Programa Pé-de-Meia pode ganhar espaço fixo no orçamento da Educação
Proposta inserida no PL do Metanol garante continuidade dos pagamentos a estudantes, amplia alcance do programa e assegura estabilidade financeira
Em entrevista à CNN nesta segunda-feira (27), o deputado federal Kiko Celeguim (PT-SP), relator do projeto de lei do Metanol, afirmou que irá incluir no texto da proposta um dispositivo para tornar o programa Pé-de-Meia parte permanente do orçamento da Educação no país.
Alteração do texto
O Pé-de-Meia funciona como um incentivo à educação, com o objetivo de garantir a permanência de jovens e adolescentes nas instituições de ensino. Atualmente, o programa depende de verbas orçamentárias que podem ser revistas ou suspensas. A proposta agora é que o Pé-de-Meia passe a ter previsão fixa no orçamento público federal, evitando interrupções por limitações fiscais ou questionamentos legais.
Inicialmente, o projeto havia sido apresentado por meio de medida provisória, mas acabou retirado de pauta na Câmara dos Deputados e perdeu a validade no último dia 8.
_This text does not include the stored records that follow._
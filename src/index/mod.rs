// Copyright (c) 2025 Fabstir
// SPDX-License-Identifier: BUSL-1.1
//! Vector index snapshot
//!
//! Flat exact inner-product index over unit-normalized vectors, plus the
//! parallel ordered chunk texts and metadata. Position `i` in all three
//! collections refers to the same chunk; that alignment is the core
//! invariant and is validated at build and at load.
//!
//! Exact flat search (not ANN) keeps the contract bit-stable: results are
//! ordered by descending inner product with ties broken by lower internal
//! index, and a persisted-then-reloaded snapshot returns identical results
//! for the same query vector.
//!
//! ## Artifacts
//!
//! - `vectors.bin` - opaque bincode blob of normalized vectors, insertion order
//! - `texts.json` - parallel chunk texts
//! - `metas.json` - parallel chunk metadata
//! - `index_manifest.json` - model identity, dimension, counts, build time
//!
//! A rebuild stages the new artifact set in a sibling directory and renames
//! it into place, so the persisted location never holds a partial index.

use std::fs;
use std::path::Path;

use chrono::{DateTime, Utc};
use serde::{Deserialize, Serialize};
use tracing::info;

use crate::chunker::ChunkMetadata;
use crate::errors::RagError;

pub const VECTORS_FILE: &str = "vectors.bin";
pub const TEXTS_FILE: &str = "texts.json";
pub const METAS_FILE: &str = "metas.json";
pub const MANIFEST_FILE: &str = "index_manifest.json";

/// Versioned contract between the build and serve processes
#[derive(Debug, Clone, PartialEq, Serialize, Deserialize)]
pub struct IndexManifest {
    /// Embedding model identity the vectors were produced with
    pub model_id: String,

    /// Vector dimension
    pub dimension: usize,

    /// Number of indexed chunks
    pub vector_count: usize,

    /// Chunk window parameters used at build time
    pub chunk_size: usize,
    pub chunk_overlap: usize,

    pub built_at: DateTime<Utc>,
}

/// One search result: similarity score plus internal index
#[derive(Debug, Clone, PartialEq)]
pub struct SearchHit {
    /// Inner product of unit vectors, i.e. cosine similarity
    pub score: f32,

    /// Internal index into the parallel collections
    pub index: usize,
}

/// Immutable snapshot of vectors, texts, and metadata
///
/// Built once from the chunking+embedding output, persisted, then loaded
/// read-only at query time. Logically immutable: any number of concurrent
/// searches may share it behind an `Arc`.
#[derive(Debug)]
pub struct VectorIndexSnapshot {
    vectors: Vec<Vec<f32>>,
    texts: Vec<String>,
    metas: Vec<ChunkMetadata>,
    manifest: IndexManifest,
}

impl VectorIndexSnapshot {
    /// Build a snapshot from parallel sequences
    ///
    /// Vectors are L2-normalized on insertion so inner-product search
    /// equals cosine similarity. Fails with `InvariantViolation` when the
    /// sequences are misaligned, empty, dimension-inconsistent, or contain
    /// non-finite values.
    pub fn build(
        vectors: Vec<Vec<f32>>,
        texts: Vec<String>,
        metas: Vec<ChunkMetadata>,
        manifest: IndexManifest,
    ) -> Result<Self, RagError> {
        if vectors.len() != texts.len() || vectors.len() != metas.len() {
            return Err(RagError::InvariantViolation(format!(
                "parallel collections misaligned: {} vectors, {} texts, {} metadata records",
                vectors.len(),
                texts.len(),
                metas.len()
            )));
        }
        if vectors.is_empty() {
            return Err(RagError::InvariantViolation(
                "cannot build an index from an empty corpus".to_string(),
            ));
        }

        let dimension = manifest.dimension;
        let mut normalized = Vec::with_capacity(vectors.len());
        for (i, vector) in vectors.into_iter().enumerate() {
            if vector.len() != dimension {
                return Err(RagError::InvariantViolation(format!(
                    "vector {} has dimension {}, expected {}",
                    i,
                    vector.len(),
                    dimension
                )));
            }
            if vector.iter().any(|v| !v.is_finite()) {
                return Err(RagError::InvariantViolation(format!(
                    "vector {} contains NaN or Infinity values",
                    i
                )));
            }
            normalized.push(normalize_vector(&vector));
        }

        let manifest = IndexManifest {
            vector_count: normalized.len(),
            ..manifest
        };

        Ok(Self {
            vectors: normalized,
            texts,
            metas,
            manifest,
        })
    }

    /// Search for the k nearest neighbors by inner product
    ///
    /// Returns up to `k` hits in descending score order, ties broken by
    /// lower internal index. `k` larger than the stored item count returns
    /// all items. The query is expected to be unit-normalized by the caller.
    pub fn search(&self, query: &[f32], k: usize) -> Result<Vec<SearchHit>, RagError> {
        if k == 0 {
            return Err(RagError::Configuration(
                "search k must be greater than 0".to_string(),
            ));
        }
        if query.len() != self.manifest.dimension {
            return Err(RagError::InvariantViolation(format!(
                "query has dimension {}, index expects {}",
                query.len(),
                self.manifest.dimension
            )));
        }
        if query.iter().any(|v| !v.is_finite()) {
            return Err(RagError::InvariantViolation(
                "query vector contains NaN or Infinity values".to_string(),
            ));
        }

        let mut hits: Vec<SearchHit> = self
            .vectors
            .iter()
            .enumerate()
            .map(|(index, vector)| SearchHit {
                score: dot(query, vector),
                index,
            })
            .collect();

        hits.sort_by(|a, b| {
            b.score
                .partial_cmp(&a.score)
                .unwrap_or(std::cmp::Ordering::Equal)
                .then(a.index.cmp(&b.index))
        });
        hits.truncate(k);

        Ok(hits)
    }

    /// Text and metadata at an internal index, if in range
    pub fn entry(&self, index: usize) -> Option<(&str, &ChunkMetadata)> {
        match (self.texts.get(index), self.metas.get(index)) {
            (Some(text), Some(meta)) => Some((text.as_str(), meta)),
            _ => None,
        }
    }

    pub fn len(&self) -> usize {
        self.vectors.len()
    }

    pub fn is_empty(&self) -> bool {
        self.vectors.is_empty()
    }

    pub fn manifest(&self) -> &IndexManifest {
        &self.manifest
    }

    /// Persist the snapshot, replacing any previous index atomically
    ///
    /// Artifacts are staged into `<dir>.tmp` and renamed into place, so a
    /// failed build never leaves a partially written index behind.
    pub fn save(&self, dir: &Path) -> Result<(), RagError> {
        let staging = dir.with_extension("tmp");
        if staging.exists() {
            fs::remove_dir_all(&staging)?;
        }
        fs::create_dir_all(&staging)?;

        let blob = bincode::serialize(&self.vectors)
            .map_err(|e| RagError::Serialization(e.to_string()))?;
        fs::write(staging.join(VECTORS_FILE), blob)?;

        let texts = serde_json::to_string(&self.texts)
            .map_err(|e| RagError::Serialization(e.to_string()))?;
        fs::write(staging.join(TEXTS_FILE), texts)?;

        let metas = serde_json::to_string_pretty(&self.metas)
            .map_err(|e| RagError::Serialization(e.to_string()))?;
        fs::write(staging.join(METAS_FILE), metas)?;

        let manifest = serde_json::to_string_pretty(&self.manifest)
            .map_err(|e| RagError::Serialization(e.to_string()))?;
        fs::write(staging.join(MANIFEST_FILE), manifest)?;

        if dir.exists() {
            fs::remove_dir_all(dir)?;
        }
        fs::rename(&staging, dir)?;

        info!(
            vectors = self.manifest.vector_count,
            dir = %dir.display(),
            "Saved vector index snapshot"
        );
        Ok(())
    }

    /// Load a previously persisted snapshot
    ///
    /// Fails with `IndexNotLoaded` when no index has been built at `dir`,
    /// and with `InvariantViolation` when the artifacts disagree with each
    /// other or with their manifest.
    pub fn load(dir: &Path) -> Result<Self, RagError> {
        let manifest_path = dir.join(MANIFEST_FILE);
        if !manifest_path.is_file() {
            return Err(RagError::IndexNotLoaded(format!(
                "no index artifacts at {} (run the build first)",
                dir.display()
            )));
        }

        let manifest: IndexManifest =
            serde_json::from_str(&fs::read_to_string(manifest_path)?)
                .map_err(|e| RagError::Serialization(e.to_string()))?;

        let blob = fs::read(dir.join(VECTORS_FILE))?;
        let vectors: Vec<Vec<f32>> = bincode::deserialize(&blob)
            .map_err(|e| RagError::Serialization(e.to_string()))?;

        let texts: Vec<String> =
            serde_json::from_str(&fs::read_to_string(dir.join(TEXTS_FILE))?)
                .map_err(|e| RagError::Serialization(e.to_string()))?;

        let metas: Vec<ChunkMetadata> =
            serde_json::from_str(&fs::read_to_string(dir.join(METAS_FILE))?)
                .map_err(|e| RagError::Serialization(e.to_string()))?;

        if vectors.len() != manifest.vector_count
            || texts.len() != manifest.vector_count
            || metas.len() != manifest.vector_count
        {
            return Err(RagError::InvariantViolation(format!(
                "persisted artifacts misaligned: manifest says {}, found {} vectors / {} texts / {} metadata records",
                manifest.vector_count,
                vectors.len(),
                texts.len(),
                metas.len()
            )));
        }

        // Vectors were normalized before persisting; trust but verify the
        // dimension so a stale blob cannot serve wrong-model queries.
        if let Some(v) = vectors.first() {
            if v.len() != manifest.dimension {
                return Err(RagError::InvariantViolation(format!(
                    "persisted vectors are {}-dimensional, manifest says {}",
                    v.len(),
                    manifest.dimension
                )));
            }
        }

        Ok(Self {
            vectors,
            texts,
            metas,
            manifest,
        })
    }
}

/// Scale a vector to unit L2 norm
///
/// Zero and non-finite magnitudes pass the vector through unchanged.
pub fn normalize_vector(vector: &[f32]) -> Vec<f32> {
    let magnitude: f32 = vector.iter().map(|x| x * x).sum::<f32>().sqrt();
    if magnitude == 0.0 || !magnitude.is_finite() {
        return vector.to_vec();
    }
    vector.iter().map(|x| x / magnitude).collect()
}

fn dot(a: &[f32], b: &[f32]) -> f32 {
    a.iter().zip(b.iter()).map(|(x, y)| x * y).sum()
}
Deputado Federal Kiko Celeguim (Foto: reprodução/Pablo Valadares/Câmara dos Deputados)
Segundo o relator Celeguim, o programa vem apresentando bons resultados nos últimos meses e não foi aprovado anteriormente por “fatores políticos externos”, relacionados a outros congressistas. O ajuste proposto na execução orçamentária também busca regularizar pendências com o Tribunal de Contas da União (TCU), que havia feito ressalvas à forma de financiamento do programa.
Relação entre as medidas
Originalmente, a PL do Metanol tem como objetivo aumentar as punições para casos de adulteração e falsificação de bebidas alcoólicas. No entanto, Celeguim foi solicitado pelo governo para incluir um artigo adicional ao texto, permitindo que o tema do Pé-de-Meia volte à pauta de votação no Congresso. A expectativa é que o projeto seja votado ainda nesta semana, durante o esforço concentrado de votações na Câmara dos Deputados.
Caso a proposta seja aprovada, o governo poderá garantir a continuidade do programa, segundo o deputado sem prejuízos e sem depender de novas medidas provisórias, assegurando recursos fixos para a manutenção dos pagamentos e ampliando o alcance do benefício a mais estudantes da rede pública em todo o país.